I was taken aback. I’d given up hope of learning answers to questions that had eaten away at me for years. “Thank you. That would be appreciated.”
He shifted his weight in the chair, taking a long time to begin. I bit down on my tongue to ensure my frustration at the delay didn’t boil over. “I already told you that Lord Coyle set Marianne and me up together. He blackmailed us both.”
“I know he got you out of prison. You felt you owed him.”
“He helped Marianne, too. We were both at our lowest points, desperate, afraid, alone. We both owed him favors in return for his help, and having children together was how he wanted us to pay him back. That was his only condition for his assistance, and we couldn’t refuse.”
“Even so, what he asked you to do is extreme.”
“It wasn’t easy to get me out of prison. I owed him an enormous debt, which I paid.”
“Even though being with a woman was abhorrent to you.”
“I don’t dislike women, no matter what my sisters tell you.” Despite the denial, he didn’t meet my gaze.
“And my mother?” I asked. “How did Coyle save her?”
“Marianne’s father was cruel. She ran away and came here to London, where she became known to Coyle. I suspect it was because she was selling off items containing her father’s silversmith magic that she’d stolen before leaving Ipswich, and someone noticed and informed Coyle. Such a rare magic would have immediately grabbed his attention.”
“So he helped her when she moved to London?” I shrugged. “That’s hardly a favor worthy of her pound of flesh.”
“His way of helping her was to kill her parents.”
My head began to buzz, as if he’d struck me. In a way, he had. The news was so shocking that I could barely comprehend it. I remembered my mother’s old neighbor in Ipswich telling us about the fire that had killed my grandparents, but it hadn’toccurred to me that Marianne was the reason for the fire, even if she hadn’t lit it herself. According to the neighbor, she’d left some time before that dreadful night.

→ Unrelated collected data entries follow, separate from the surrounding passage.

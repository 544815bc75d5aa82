//! Typed network-access layer for a venue ticket-scanning client.
//!
//! # Overview
//! Endpoint descriptors are turned into validated, decoded responses by
//! `RequestClient`; every failure is classified into the closed `ApiError`
//! taxonomy. `HttpVenueGateway` exposes the two domain operations, and
//! `ScanSession` drives the scan lifecycle (scanning, processing, result or
//! error, auto-resume) on top of it.
//!
//! # Design
//! - Request building and response parsing are pure; only the `Transport`
//!   touches the network, so the pipeline is testable without sockets.
//! - Clients and gateways are constructed explicitly and injected. There is
//!   no global instance.
//! - `ScanState` has a single owner, the session worker task. Observers read
//!   it through a `watch` channel.
//! - DTOs are defined independently from the mock-server crate; integration
//!   tests catch schema drift.

pub mod client;
pub mod config;
pub mod endpoint;
pub mod error;
pub mod gateway;
pub mod http;
pub mod logging;
pub mod session;
pub mod transport;
pub mod types;
pub mod venues;

pub use client::RequestClient;
pub use config::{ClientConfig, ConfigError};
pub use endpoint::{Encoding, Endpoint, VenueEndpoint};
pub use error::ApiError;
pub use gateway::{HttpVenueGateway, VenueGateway};
pub use http::{HttpMethod, HttpRequest, HttpResponse, TransportFailure};
pub use session::{ScanSession, ScanState};
pub use transport::{ReqwestTransport, Transport};
pub use types::{Coordinate, Gate, PaxLocation, ScanOutcome, Venue};
pub use venues::{VenueDirectory, VenueListState};
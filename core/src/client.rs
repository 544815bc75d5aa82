//! Request pipeline for the venue API.
//!
//! # Design
//! `RequestClient` holds the base URL, the injected credentials and a
//! `Transport`, and carries no mutable state between calls. A call is split
//! into `build_request` (descriptor to `HttpRequest`) and `parse_response`
//! (`HttpResponse` to typed value), both pure; `send` runs the transport in
//! between. Every failure is classified into `ApiError` before it leaves
//! this module.

use std::time::Duration;

use reqwest::Url;
use serde::de::DeserializeOwned;
use serde_json::Value;

use crate::config::ClientConfig;
use crate::endpoint::{self, Encoding, Endpoint};
use crate::error::ApiError;
use crate::http::{HttpMethod, HttpRequest, HttpResponse};
use crate::transport::{ReqwestTransport, Transport};

/// Fixed per-request timeout.
pub const REQUEST_TIMEOUT: Duration = Duration::from_secs(30);

pub const API_KEY_HEADER: &str = "x-api-key";
pub const AUTHORIZATION_HEADER: &str = "authorization";

/// Async client for the venue API.
///
/// Cheap to share behind an `Arc`; it performs no retries. Callers that want
/// to retry consult `ApiError::is_retryable`.
#[derive(Debug, Clone)]
pub struct RequestClient<T = ReqwestTransport> {
    config: ClientConfig,
    transport: T,
    timeout: Duration,
}

impl RequestClient<ReqwestTransport> {
    /// Client backed by a fresh reqwest connection pool.
    pub fn new(config: ClientConfig) -> Result<Self, ApiError> {
        let transport = ReqwestTransport::new()?;
        Ok(Self::with_transport(config, transport))
    }
}

impl<T: Transport> RequestClient<T> {
    pub fn with_transport(config: ClientConfig, transport: T) -> Self {
        Self {
            config,
            transport,
            timeout: REQUEST_TIMEOUT,
        }
    }

    /// Replace the client-wide timeout. Individual requests cannot change it.
    pub fn with_timeout(mut self, timeout: Duration) -> Self {
        self.timeout = timeout;
        self
    }

    pub fn config(&self) -> &ClientConfig {
        &self.config
    }

    pub fn transport(&self) -> &T {
        &self.transport
    }

    /// Build, execute, validate and decode one call.
    pub async fn send<R, E>(&self, endpoint: &E) -> Result<R, ApiError>
    where
        R: DeserializeOwned,
        E: Endpoint + ?Sized,
    {
        let request = self.build_request(endpoint)?;
        let method = request.method;
        let path = endpoint.path();
        tracing::debug!(method = method.as_str(), %path, "sending request");

        let response = match self.transport.execute(request).await {
            Ok(response) => response,
            Err(failure) => {
                tracing::warn!(method = method.as_str(), %path, error = %failure, "transport failure");
                return Err(failure.into());
            }
        };

        let status = response.status;
        let result = self.parse_response(response);
        match &result {
            Ok(_) => tracing::debug!(method = method.as_str(), %path, status, "request succeeded"),
            Err(err) => tracing::warn!(
                method = method.as_str(),
                %path,
                status,
                error = %err,
                cause = err.cause().unwrap_or_default(),
                "request failed"
            ),
        }
        result
    }

    /// Turn a descriptor into a wire request. No I/O.
    pub fn build_request<E: Endpoint + ?Sized>(&self, endpoint: &E) -> Result<HttpRequest, ApiError> {
        let method = endpoint.method();
        let encoding = endpoint.encoding();
        let parameters = endpoint.parameters();

        let raw = format!("{}{}", self.config.base_url(), endpoint.path());
        let mut url = Url::parse(&raw).map_err(|_| ApiError::InvalidUrl)?;
        if url.cannot_be_a_base() {
            return Err(ApiError::InvalidUrl);
        }

        // GET always carries its parameters in the query string.
        if method == HttpMethod::Get || encoding == Encoding::UrlQuery {
            if let Some(params) = parameters.as_ref().filter(|p| !p.is_empty()) {
                let mut query = url.query_pairs_mut();
                for (name, value) in params {
                    query.append_pair(name, &endpoint::query_value(value));
                }
            }
        }

        let mut headers = endpoint::resolved_headers(endpoint);
        endpoint::set_header(&mut headers, API_KEY_HEADER, self.config.api_key().to_string());
        endpoint::set_header(
            &mut headers,
            AUTHORIZATION_HEADER,
            self.config.auth_token().to_string(),
        );

        let body = if method == HttpMethod::Get {
            None
        } else if let Some(body) = endpoint.body() {
            Some(encode_json(&body)?)
        } else if encoding == Encoding::JsonBody {
            parameters
                .map(|params| encode_json(&Value::Object(params.into_iter().collect())))
                .transpose()?
        } else {
            None
        };

        Ok(HttpRequest {
            method,
            url: url.to_string(),
            headers,
            body,
            timeout: self.timeout,
        })
    }

    /// Validate the status and decode the body. No I/O.
    pub fn parse_response<R: DeserializeOwned>(&self, response: HttpResponse) -> Result<R, ApiError> {
        check_status(&response)?;
        if response.body.is_empty() {
            return Err(ApiError::EmptyResponse);
        }
        serde_json::from_slice(&response.body).map_err(|e| ApiError::DecodeFailure(e.to_string()))
    }
}

fn encode_json(value: &Value) -> Result<String, ApiError> {
    serde_json::to_string(value).map_err(|e| ApiError::Unclassified(e.to_string()))
}

/// Map non-success status codes to the appropriate `ApiError` variant.
fn check_status(response: &HttpResponse) -> Result<(), ApiError> {
    let status = response.status;
    let message = |fallback: &str| extract_message(&response.body).unwrap_or_else(|| fallback.to_string());
    match status {
        200..=299 => Ok(()),
        401 => Err(ApiError::Unauthorized {
            message: message("Unauthorised access."),
        }),
        400..=499 => Err(ApiError::RequestRejected {
            status,
            message: Some(message("Request failed.")),
        }),
        503 => Err(ApiError::ServiceUnavailable),
        500..=599 => Err(ApiError::RequestRejected {
            status,
            message: Some(message("Server error. Please try again later.")),
        }),
        _ => Err(ApiError::RequestRejected {
            status,
            message: Some(message("Unexpected error occurred.")),
        }),
    }
}

/// Best-effort human message from an error body.
///
/// A JSON object yields the first string among `message`, `error`, `status`
/// (and nothing if none is present). Anything else is taken as text, even
/// when empty; only a body that is not UTF-8 yields no message.
pub(crate) fn extract_message(body: &[u8]) -> Option<String> {
    if let Ok(Value::Object(object)) = serde_json::from_slice::<Value>(body) {
        return ["message", "error", "status"]
            .iter()
            .find_map(|key| object.get(*key).and_then(Value::as_str))
            .map(str::to_string);
    }
    std::str::from_utf8(body).ok().map(str::to_string)
}
//! Tracing subscriber setup for binaries embedding the client.
//!
//! `RUST_LOG` selects the filter (default `info`). Output is human-readable
//! unless `VENUE_SCAN_LOG_FORMAT=json`, which switches to one JSON object per
//! event for log shippers.

use tracing_subscriber::{fmt, layer::SubscriberExt, util::SubscriberInitExt, EnvFilter};

pub const LOG_FORMAT_VAR: &str = "VENUE_SCAN_LOG_FORMAT";

#[derive(Debug, Clone, Copy, PartialEq, Eq)]
pub enum LogFormat {
    Pretty,
    Json,
}

impl LogFormat {
    pub fn from_env() -> Self {
        Self::parse(std::env::var(LOG_FORMAT_VAR).ok().as_deref())
    }

    fn parse(value: Option<&str>) -> Self {
        match value {
            Some(v) if v.eq_ignore_ascii_case("json") => LogFormat::Json,
            _ => LogFormat::Pretty,
        }
    }
}

/// Install the global subscriber. Fails if one is already installed.
pub fn init(format: LogFormat) -> Result<(), tracing_subscriber::util::TryInitError> {
    let env_filter = EnvFilter::try_from_default_env().unwrap_or_else(|_| EnvFilter::new("info"));
    let registry = tracing_subscriber::registry().with(env_filter);

    match format {
        LogFormat::Json => registry
            .with(fmt::layer().json().with_target(true).with_writer(std::io::stderr))
            .try_init(),
        LogFormat::Pretty => registry
            .with(fmt::layer().with_target(true).with_writer(std::io::stderr))
            .try_init(),
    }
}
//! Error taxonomy for the venue API pipeline.
//!
//! # Design
//! `ApiError` is closed: every failure leaving `RequestClient` is one of
//! these variants, never a raw transport or serde error. The `Display`
//! output is the message shown to the operator; diagnostic causes are kept
//! in the variant for logs.

use thiserror::Error;

use crate::http::TransportFailure;

pub(crate) const TIMED_OUT_MESSAGE: &str = "Request timed out. Please try again.";
pub(crate) const CANNOT_CONNECT_MESSAGE: &str = "Cannot connect to the server.";

/// Errors returned by `RequestClient` and everything layered on it.
#[derive(Debug, Clone, PartialEq, Eq, Error)]
pub enum ApiError {
    /// Base URL plus endpoint path did not form a valid URL.
    #[error("Invalid URL.")]
    InvalidUrl,

    #[error("No internet connection. Please check your network settings.")]
    NoConnectivity,

    /// The server answered with an empty body.
    #[error("No data received from the server.")]
    EmptyResponse,

    /// The body was not the expected JSON shape. Carries the decoder's message.
    #[error("Unable to process the server response.")]
    DecodeFailure(String),

    /// The server (or the transport, with status 0) refused the request.
    #[error("{}", .message.as_deref().unwrap_or("An unexpected error occurred."))]
    RequestRejected { status: u16, message: Option<String> },

    #[error("{message}")]
    Unauthorized { message: String },

    /// HTTP 503.
    #[error("The service is temporarily unavailable. Please try again later.")]
    ServiceUnavailable,

    #[error("Something went wrong. Please try again.")]
    Unclassified(String),
}

impl ApiError {
    /// Whether the failure is likely transient. Advisory only: nothing in
    /// this crate retries on its own.
    pub fn is_retryable(&self) -> bool {
        match self {
            ApiError::ServiceUnavailable | ApiError::NoConnectivity => true,
            ApiError::RequestRejected { status, .. } => *status >= 500,
            _ => false,
        }
    }

    /// HTTP status associated with the failure, if the server produced one.
    pub fn status(&self) -> Option<u16> {
        match self {
            ApiError::RequestRejected { status, .. } if *status != 0 => Some(*status),
            ApiError::Unauthorized { .. } => Some(401),
            ApiError::ServiceUnavailable => Some(503),
            _ => None,
        }
    }

    /// Diagnostic detail not meant for display.
    pub fn cause(&self) -> Option<&str> {
        match self {
            ApiError::DecodeFailure(cause) | ApiError::Unclassified(cause) => Some(cause),
            _ => None,
        }
    }
}

impl From<TransportFailure> for ApiError {
    fn from(failure: TransportFailure) -> Self {
        match failure {
            TransportFailure::Offline => ApiError::NoConnectivity,
            TransportFailure::TimedOut => ApiError::RequestRejected {
                status: 0,
                message: Some(TIMED_OUT_MESSAGE.to_string()),
            },
            TransportFailure::HostUnreachable => ApiError::RequestRejected {
                status: 0,
                message: Some(CANNOT_CONNECT_MESSAGE.to_string()),
            },
            TransportFailure::Other(cause) => ApiError::Unclassified(cause),
        }
    }
}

Coyle had started the fire, or sent someone to do it, killing Marianne’s parents for her sake, to keep her safe. At moments like this, when we used the name Marianne Folgate, it was a little easier to disassociate that person from my mother, the woman I knew as Alice Ashe.
But no amount of pretending ignorance could deny the fact that Alice was Marianne, and she’d either asked Coyle to free her from her cruel father, or known he was going to take matters into his own hands. Otherwise, she wouldn’t have felt obligated to return the favor.
“Her father doesn’t deserve sympathy,” Melville said, following my train of thought. “Hewasviolent toward her.”
“And her mother? Did she deserve to die so horribly?”
“She was complicit, by not protecting Marianne. It’s a mother’s duty to take care of her children.” He gave a humorless grunt. “It’s rather an ironic admission for me to make, don’t you think?”